(Collected data entries)
################
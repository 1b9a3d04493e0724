//! Core plugin that sets up game states, events, and fundamental systems.

use bevy::prelude::*;

use super::events::*;
use super::sets::configure_gameplay_sets;
use super::states::*;

/// Core plugin - must be added first as other plugins depend on it.
///
/// This plugin sets up:
/// - Game states (Loading, InGame, etc.) and the run sub-states
/// - Global events (DamageEvent, DeathEvent, etc.)
/// - Pause handling
pub struct CorePlugin;

impl Plugin for CorePlugin {
    fn build(&self, app: &mut App) {
        app
            // Initialize game states
            .init_state::<GameState>()
            .add_sub_state::<PlayState>()

            // Register global events
            .add_event::<DamageEvent>()
            .add_event::<DamageTakenEvent>()
            .add_event::<DamageDealtEvent>()
            .add_event::<HealEvent>()
            .add_event::<DeathEvent>()
            .add_event::<KillEvent>()
            .add_event::<EntityDestroyedEvent>()
            .add_event::<StunEvent>()
            .add_event::<LaunchEvent>()
            .add_event::<ExecuteEvent>()
            .add_event::<LevelUpEvent>();

        // Gameplay phase ordering
        configure_gameplay_sets(app);

        app
            // Registries load during Startup, so the first frame can leave Loading
            .add_systems(Update, finish_loading.run_if(in_state(GameState::Loading)))

            // Pause/unpause with Escape key
            .add_systems(
                Update,
                handle_pause_input.run_if(in_state(GameState::InGame).or(in_state(GameState::Paused))),
            );
    }
}

/// Move from Loading into the run once Startup data loading has happened.
fn finish_loading(mut next_state: ResMut<NextState<GameState>>) {
    info!("Data loaded, starting run");
    next_state.set(GameState::InGame);
}

/// Handle Escape key to pause/unpause the game.
fn handle_pause_input(
    keyboard: Res<ButtonInput<KeyCode>>,
    current_state: Res<State<GameState>>,
    play_state: Option<Res<State<PlayState>>>,
    mut next_state: ResMut<NextState<GameState>>,
) {
    if keyboard.just_pressed(KeyCode::Escape) {
        match current_state.get() {
            // Resuming re-enters the run in Playing, so only pause from there
            GameState::InGame => {
                if play_state.is_some_and(|phase| *phase.get() == PlayState::Playing) {
                    next_state.set(GameState::Paused);
                }
            }
            GameState::Paused => next_state.set(GameState::InGame),
            _ => {}
        }
    }
}
//! Global events used for cross-system communication.
//!
//! Entities never call into each other directly. Damage, healing and
//! life-cycle changes are sent as events and applied by the systems that own
//! the affected components, in system order.

use bevy::prelude::*;

/// Request to damage an entity.
///
/// The entities damage system applies defense, invincibility and stagger
/// before reducing health.
#[derive(Event, Debug, Clone)]
pub struct DamageEvent {
    /// Entity receiving damage
    pub target: Entity,
    /// Entity that caused the damage (None for environmental damage)
    pub source: Option<Entity>,
    /// Damage before defense
    pub amount: i32,
    /// World-space point of impact
    pub hit_point: Vec3,
    /// Whether the hit may interrupt the target with a stagger
    pub try_stagger: bool,
    /// Skip the target's defense stat
    pub ignore_defense: bool,
    /// Direct hits (weapons, contact, explosions) count as damage dealt by
    /// the source; damage over time does not
    pub direct: bool,
}

impl DamageEvent {
    pub fn new(target: Entity, source: Option<Entity>, amount: i32) -> Self {
        Self {
            target,
            source,
            amount,
            hit_point: Vec3::ZERO,
            try_stagger: true,
            ignore_defense: false,
            direct: true,
        }
    }

    pub fn at(mut self, hit_point: Vec3) -> Self {
        self.hit_point = hit_point;
        self
    }

    /// Damage over time shouldn't interrupt the target or trigger the
    /// source's on-damage-dealt effects.
    pub fn over_time(mut self) -> Self {
        self.try_stagger = false;
        self.direct = false;
        self
    }

    pub fn ignoring_defense(mut self) -> Self {
        self.ignore_defense = true;
        self
    }
}

/// Sent after damage has been applied to a target.
#[derive(Event, Debug, Clone)]
pub struct DamageTakenEvent {
    pub entity: Entity,
    pub source: Option<Entity>,
    pub amount: i32,
    pub hit_point: Vec3,
}

/// Sent when an entity deals direct damage to another (weapon hits,
/// contact damage). Damage over time does not count.
#[derive(Event, Debug, Clone)]
pub struct DamageDealtEvent {
    pub attacker: Entity,
    pub victim: Entity,
    pub amount: i32,
}

/// Request to heal an entity, clamped to its max health.
#[derive(Event, Debug, Clone)]
pub struct HealEvent {
    pub target: Entity,
    pub amount: i32,
}

/// Sent when an entity dies (health reaches 0) and enters its death state.
#[derive(Event, Debug, Clone)]
pub struct DeathEvent {
    /// Entity that died
    pub entity: Entity,
    /// Entity that landed the last hit (if any)
    pub killed_by: Option<Entity>,
}

/// Request to kill an entity outright, ignoring invincibility.
#[derive(Event, Debug, Clone)]
pub struct ExecuteEvent {
    pub target: Entity,
    pub source: Option<Entity>,
}

/// Sent to notify the killer that it killed something.
#[derive(Event, Debug, Clone)]
pub struct KillEvent {
    pub killer: Entity,
    pub victim: Entity,
}

/// Sent once a dead entity's death state finishes, right before despawn.
#[derive(Event, Debug, Clone)]
pub struct EntityDestroyedEvent {
    pub entity: Entity,
    pub killed_by: Option<Entity>,
}

/// Request to stun an entity for a duration.
#[derive(Event, Debug, Clone)]
pub struct StunEvent {
    pub target: Entity,
    pub stunner: Option<Entity>,
    pub duration: f32,
}

/// Request to launch an entity into the air.
#[derive(Event, Debug, Clone)]
pub struct LaunchEvent {
    pub target: Entity,
    pub launcher: Option<Entity>,
    pub direction: Vec3,
    pub force: f32,
    pub stun_duration: f32,
    /// Launch even if the target is already airborne from a launch
    pub force_change: bool,
}

/// Sent when an entity gains a level.
#[derive(Event, Debug, Clone)]
pub struct LevelUpEvent {
    pub entity: Entity,
    pub new_level: u32,
}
################
What to do:
From the records above, return each line that has the string "KillEvent".

Reply to the task:
            .add_event::<KillEvent>()
pub struct KillEvent {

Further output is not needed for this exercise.